───── Available data ─────
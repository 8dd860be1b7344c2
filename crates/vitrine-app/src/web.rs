//! WebAssembly entry point and platform-specific code.

use vitrine_core::{EscapeSignal, KeyHook, KeyHookGuard, ESCAPE_KEY};
use wasm_bindgen::prelude::*;
use wasm_bindgen::JsCast;

use crate::assets::resolve_against;
use crate::error::AppError;

/// Id of the canvas element the app renders into.
const CANVAS_ID: &str = "vitrine-canvas";

/// Key hook backed by a `keydown` listener on the browser window.
#[derive(Debug, Clone, Copy, Default)]
pub struct WindowKeyHook;

impl KeyHook for WindowKeyHook {
    fn install(&self, signal: EscapeSignal) -> KeyHookGuard {
        let Some(window) = web_sys::window() else {
            log::warn!("No window, Escape will not close the viewer");
            return KeyHookGuard::detached();
        };

        let on_keydown = Closure::wrap(Box::new(move |e: web_sys::KeyboardEvent| {
            if e.key() == ESCAPE_KEY {
                signal.raise();
            }
        }) as Box<dyn Fn(web_sys::KeyboardEvent)>);

        if let Err(e) = window
            .add_event_listener_with_callback("keydown", on_keydown.as_ref().unchecked_ref())
        {
            log::warn!("Failed to attach keydown listener: {:?}", e);
            return KeyHookGuard::detached();
        }
        log::debug!("keydown listener attached");

        KeyHookGuard::new(move || {
            if let Err(e) = window.remove_event_listener_with_callback(
                "keydown",
                on_keydown.as_ref().unchecked_ref(),
            ) {
                log::warn!("Failed to detach keydown listener: {:?}", e);
            } else {
                log::debug!("keydown listener detached");
            }
        })
    }
}

/// Viewport size in physical pixels.
pub fn viewport_physical_size() -> Option<(u32, u32)> {
    let window = web_sys::window()?;
    let width = window.inner_width().ok()?.as_f64()?;
    let height = window.inner_height().ok()?.as_f64()?;
    let dpr = window.device_pixel_ratio();
    Some(((width * dpr) as u32, (height * dpr) as u32))
}

/// Find or create the canvas the app draws into, sized to the viewport.
pub fn attach_canvas() -> Result<web_sys::HtmlCanvasElement, AppError> {
    let window = web_sys::window().ok_or_else(|| AppError::Canvas("no window".to_string()))?;
    let document = window
        .document()
        .ok_or_else(|| AppError::Canvas("no document".to_string()))?;

    // Remove loading indicator
    if let Some(loading) = document.get_element_by_id("loading") {
        loading.remove();
    }

    let canvas = document
        .get_element_by_id(CANVAS_ID)
        .and_then(|e| e.dyn_into::<web_sys::HtmlCanvasElement>().ok())
        .or_else(|| {
            let app_div = document.get_element_by_id("app")?;
            let canvas = document.create_element("canvas").ok()?;
            canvas.set_id(CANVAS_ID);
            app_div.append_child(&canvas).ok()?;
            canvas.dyn_into::<web_sys::HtmlCanvasElement>().ok()
        })
        .ok_or_else(|| AppError::Canvas(format!("no #{} canvas and no #app container", CANVAS_ID)))?;

    if let Some((width, height)) = viewport_physical_size() {
        canvas.set_width(width);
        canvas.set_height(height);
        log::info!("Canvas created: {}x{} physical", width, height);
    }
    let style = canvas.style();
    for (property, value) in [
        ("width", "100%"),
        ("height", "100%"),
        ("display", "block"),
        ("position", "fixed"),
        ("top", "0"),
        ("left", "0"),
    ] {
        let _ = style.set_property(property, value);
    }

    Ok(canvas)
}

/// Resolve a relative asset path against the page origin.
pub fn resolve_asset_url(src: &str) -> String {
    match web_sys::window().and_then(|w| w.location().origin().ok()) {
        Some(origin) => resolve_against(&origin, src),
        None => src.to_string(),
    }
}

/// Initialize and run the WASM application.
#[wasm_bindgen(start)]
pub async fn run_wasm() {
    // Set up panic hook for better error messages
    console_error_panic_hook::set_once();

    if let Err(e) = console_log::init_with_level(log::Level::Info) {
        web_sys::console::error_1(&format!("Failed to initialize logger: {}", e).into());
    }

    log::info!("Starting Vitrine (WASM)");

    if let Err(e) = crate::App::run(crate::AppConfig::default()).await {
        log::error!("{}", e);
    }
}
//! Open/zoom state machine of the image viewer.
//!
//! The viewer is `Closed` until the thumbnail is activated, then toggles
//! between `OpenUnzoomed` and `OpenZoomed` on double-taps. Swipes, background
//! clicks, Escape and the close button all return it to `Closed`, which
//! always discards the zoom and the transform.

use std::rc::Rc;

use kurbo::{Point, Rect, Size, Vec2};

use thiserror::Error;

use crate::config::{ConfigError, ViewerConfig};
use crate::gesture::{SwipeTracker, TapKind, TapTracker};
use crate::hook::{EscapeSignal, KeyHook, KeyHookGuard, NoopKeyHook};
use crate::props::{ImageProps, PropsError};
use crate::transform::ZoomTransform;
use crate::Instant;

/// Errors building a viewer.
#[derive(Debug, Error)]
pub enum ViewerError {
    #[error(transparent)]
    Props(#[from] PropsError),
    #[error(transparent)]
    Config(#[from] ConfigError),
}

/// Viewer states.
#[derive(Debug, Clone, Copy, PartialEq, Eq, Default)]
pub enum ViewerPhase {
    /// Only the thumbnail is shown.
    #[default]
    Closed,
    /// Overlay shown at fit-to-screen scale.
    OpenUnzoomed,
    /// Overlay shown with pan/zoom enabled.
    OpenZoomed,
}

impl ViewerPhase {
    /// Whether the overlay is displayed.
    pub fn is_open(self) -> bool {
        !matches!(self, Self::Closed)
    }

    /// Whether pan/zoom interaction is enabled.
    pub fn is_zoomed(self) -> bool {
        matches!(self, Self::OpenZoomed)
    }
}

/// What a tap landed on.
#[derive(Debug, Clone, Copy, PartialEq)]
pub enum TapTarget {
    /// The inline thumbnail.
    Thumbnail,
    /// The enlarged image; `focus` is relative to the overlay center.
    Image { focus: Point },
}

/// Input delivered to the viewer, in the order the host receives it.
#[derive(Debug, Clone, PartialEq)]
pub enum ViewerEvent {
    Tap { at: Instant, target: TapTarget },
    TouchStart { y: f64 },
    TouchEnd { y: f64 },
    BackgroundClick,
    Escape,
    CloseButton,
    ZoomIn,
    ZoomOut,
    ZoomReset,
    Pan(Vec2),
}

/// Why the overlay closed.
#[derive(Debug, Clone, Copy, PartialEq, Eq)]
pub enum CloseReason {
    Swipe,
    Background,
    Escape,
    CloseButton,
    Unmount,
}

/// Observable effect of an event.
#[derive(Debug, Clone, Copy, PartialEq, Eq)]
pub enum Transition {
    Unchanged,
    Opened,
    ZoomEnabled,
    ZoomDisabled,
    Closed(CloseReason),
    TransformChanged,
}

/// The image viewer widget state.
pub struct ImageViewer {
    props: ImageProps,
    config: ViewerConfig,
    phase: ViewerPhase,
    taps: TapTracker,
    swipe: SwipeTracker,
    transform: ZoomTransform,
    hook: Rc<dyn KeyHook>,
    escape: EscapeSignal,
    /// Present exactly while the overlay is open.
    key_guard: Option<KeyHookGuard>,
}

impl ImageViewer {
    /// Create a closed viewer that listens for Escape through `hook` while open.
    pub fn new(
        props: ImageProps,
        config: ViewerConfig,
        hook: Rc<dyn KeyHook>,
    ) -> Result<Self, ViewerError> {
        props.validate()?;
        config.validate()?;
        Ok(Self {
            taps: TapTracker::new(config.double_tap_window()),
            swipe: SwipeTracker::new(config.swipe_dismiss_px),
            transform: ZoomTransform::with_max_scale(config.max_zoom),
            props,
            config,
            phase: ViewerPhase::Closed,
            hook,
            escape: EscapeSignal::new(),
            key_guard: None,
        })
    }

    /// Create a closed viewer whose host forwards Escape itself.
    pub fn without_hook(props: ImageProps, config: ViewerConfig) -> Result<Self, ViewerError> {
        Self::new(props, config, Rc::new(NoopKeyHook))
    }

    pub fn phase(&self) -> ViewerPhase {
        self.phase
    }

    pub fn is_open(&self) -> bool {
        self.phase.is_open()
    }

    pub fn is_zoomed(&self) -> bool {
        self.phase.is_zoomed()
    }

    pub fn props(&self) -> &ImageProps {
        &self.props
    }

    pub fn config(&self) -> &ViewerConfig {
        &self.config
    }

    pub fn transform(&self) -> &ZoomTransform {
        &self.transform
    }

    /// Instant of the most recent tap.
    pub fn last_interaction(&self) -> Option<Instant> {
        self.taps.last_tap()
    }

    /// Vertical coordinate of the touch in progress.
    pub fn touch_start_y(&self) -> Option<f64> {
        self.swipe.start_y()
    }

    /// Whether a key listener is currently attached.
    pub fn has_key_listener(&self) -> bool {
        self.key_guard.is_some()
    }

    /// Screen rect of the enlarged image for a viewport.
    pub fn image_rect(&self, viewport: Size) -> Rect {
        self.transform
            .image_rect(self.props.size(), viewport, self.config.overlay_padding as f64)
    }

    /// Keep the panned image within the viewport.
    pub fn clamp_to_viewport(&mut self, viewport: Size) {
        self.transform
            .clamp_pan(self.props.size(), viewport, self.config.overlay_padding as f64);
    }

    /// Apply an event.
    pub fn handle(&mut self, event: ViewerEvent) -> Transition {
        use ViewerPhase::*;

        let transition = match (self.phase, event) {
            (Closed, ViewerEvent::Tap { at, target: TapTarget::Thumbnail }) => {
                self.taps.record(at);
                self.open()
            }
            // Nothing but the thumbnail reacts while closed
            (Closed, _) => Transition::Unchanged,

            // A thumbnail tap while open belongs to the same open action
            (_, ViewerEvent::Tap { at, target: TapTarget::Thumbnail }) => {
                self.taps.record(at);
                Transition::Unchanged
            }
            (_, ViewerEvent::Tap { at, target: TapTarget::Image { focus } }) => {
                match self.taps.register(at) {
                    TapKind::Double => self.toggle_zoom(focus),
                    TapKind::Single => Transition::Unchanged,
                }
            }

            (_, ViewerEvent::TouchStart { y }) => {
                self.swipe.begin(y);
                Transition::Unchanged
            }
            (_, ViewerEvent::TouchEnd { y }) => match self.swipe.finish(y) {
                Some(displacement) if self.swipe.is_dismiss(displacement) => {
                    self.close(CloseReason::Swipe)
                }
                _ => Transition::Unchanged,
            },

            (_, ViewerEvent::BackgroundClick) => self.close(CloseReason::Background),
            (_, ViewerEvent::Escape) => self.close(CloseReason::Escape),
            (_, ViewerEvent::CloseButton) => self.close(CloseReason::CloseButton),

            (OpenZoomed, ViewerEvent::ZoomIn) => {
                let step = self.config.zoom_step;
                self.adjust_transform(|t| t.zoom_at(Point::ORIGIN, step))
            }
            (OpenZoomed, ViewerEvent::ZoomOut) => {
                let step = self.config.zoom_step;
                self.adjust_transform(|t| t.zoom_at(Point::ORIGIN, 1.0 / step))
            }
            (OpenZoomed, ViewerEvent::ZoomReset) => self.adjust_transform(ZoomTransform::reset),
            (OpenZoomed, ViewerEvent::Pan(delta)) => self.adjust_transform(|t| t.pan(delta)),

            // Magnification controls need pan/zoom enabled
            (
                OpenUnzoomed,
                ViewerEvent::ZoomIn | ViewerEvent::ZoomOut | ViewerEvent::ZoomReset | ViewerEvent::Pan(_),
            ) => Transition::Unchanged,
        };

        if transition != Transition::Unchanged && transition != Transition::TransformChanged {
            log::debug!("Viewer {:?} -> {:?}", transition, self.phase);
        }
        transition
    }

    /// Apply an Escape press delivered to the key hook, if any.
    pub fn poll_key_hook(&mut self) -> Transition {
        if self.escape.take() {
            self.handle(ViewerEvent::Escape)
        } else {
            Transition::Unchanged
        }
    }

    /// Close the overlay, resetting zoom and transform and detaching the
    /// key listener. No-op when already closed.
    pub fn close(&mut self, reason: CloseReason) -> Transition {
        if !self.phase.is_open() {
            return Transition::Unchanged;
        }

        self.phase = ViewerPhase::Closed;
        self.transform.reset();
        self.swipe.cancel();
        self.taps.reset();
        self.key_guard = None;
        self.escape.take();

        log::info!("Image viewer closed ({:?})", reason);
        Transition::Closed(reason)
    }

    fn open(&mut self) -> Transition {
        self.phase = ViewerPhase::OpenUnzoomed;
        self.transform.reset();
        self.swipe.cancel();
        self.escape.take();
        self.key_guard = Some(self.hook.install(self.escape.clone()));

        log::debug!("Image viewer opened: {}", self.props.src);
        Transition::Opened
    }

    fn toggle_zoom(&mut self, focus: Point) -> Transition {
        match self.phase {
            ViewerPhase::OpenUnzoomed => {
                self.phase = ViewerPhase::OpenZoomed;
                self.transform.zoom_to(focus, self.config.double_tap_zoom);
                Transition::ZoomEnabled
            }
            ViewerPhase::OpenZoomed => {
                self.phase = ViewerPhase::OpenUnzoomed;
                self.transform.reset();
                Transition::ZoomDisabled
            }
            ViewerPhase::Closed => Transition::Unchanged,
        }
    }

    fn adjust_transform(&mut self, f: impl FnOnce(&mut ZoomTransform)) -> Transition {
        let before = self.transform.clone();
        f(&mut self.transform);
        if self.transform == before {
            Transition::Unchanged
        } else {
            Transition::TransformChanged
        }
    }
}

impl Drop for ImageViewer {
    fn drop(&mut self) {
        self.close(CloseReason::Unmount);
    }
}

impl std::fmt::Debug for ImageViewer {
    fn fmt(&self, f: &mut std::fmt::Formatter<'_>) -> std::fmt::Result {
        f.debug_struct("ImageViewer")
            .field("src", &self.props.src)
            .field("phase", &self.phase)
            .field("transform", &self.transform)
            .field("key_listener", &self.key_guard.is_some())
            .finish()
    }
}
//! Vitrine Core Library
//!
//! Platform-agnostic state and logic for the Vitrine image viewer: the
//! open/zoom state machine, gesture timing, the pan/zoom transform and the
//! scoped key hook that catches Escape while the overlay is open.

pub mod config;
pub mod gesture;
pub mod hook;
pub mod props;
pub mod transform;
pub mod viewer;

pub use config::{ConfigError, ConfigResult, ViewerConfig};
pub use gesture::{SwipeTracker, TapKind, TapTracker};
pub use hook::{EscapeSignal, KeyHook, KeyHookGuard, KeyHookRegistry, NoopKeyHook, ESCAPE_KEY};
pub use props::{ImageProps, PropsError};
pub use transform::ZoomTransform;
pub use viewer::{
    CloseReason, ImageViewer, TapTarget, Transition, ViewerError, ViewerEvent, ViewerPhase,
};

// Use web_time for WASM compatibility
#[cfg(target_arch = "wasm32")]
pub use web_time::Instant;
#[cfg(not(target_arch = "wasm32"))]
pub use std::time::Instant;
─────
▶ [Task prompt]
A copy of each line above that holds the word "enum" is the expected answer.

▶ [Task result]
pub enum ViewerError {
pub enum ViewerPhase {
pub enum TapTarget {
pub enum ViewerEvent {
pub enum CloseReason {
pub enum Transition {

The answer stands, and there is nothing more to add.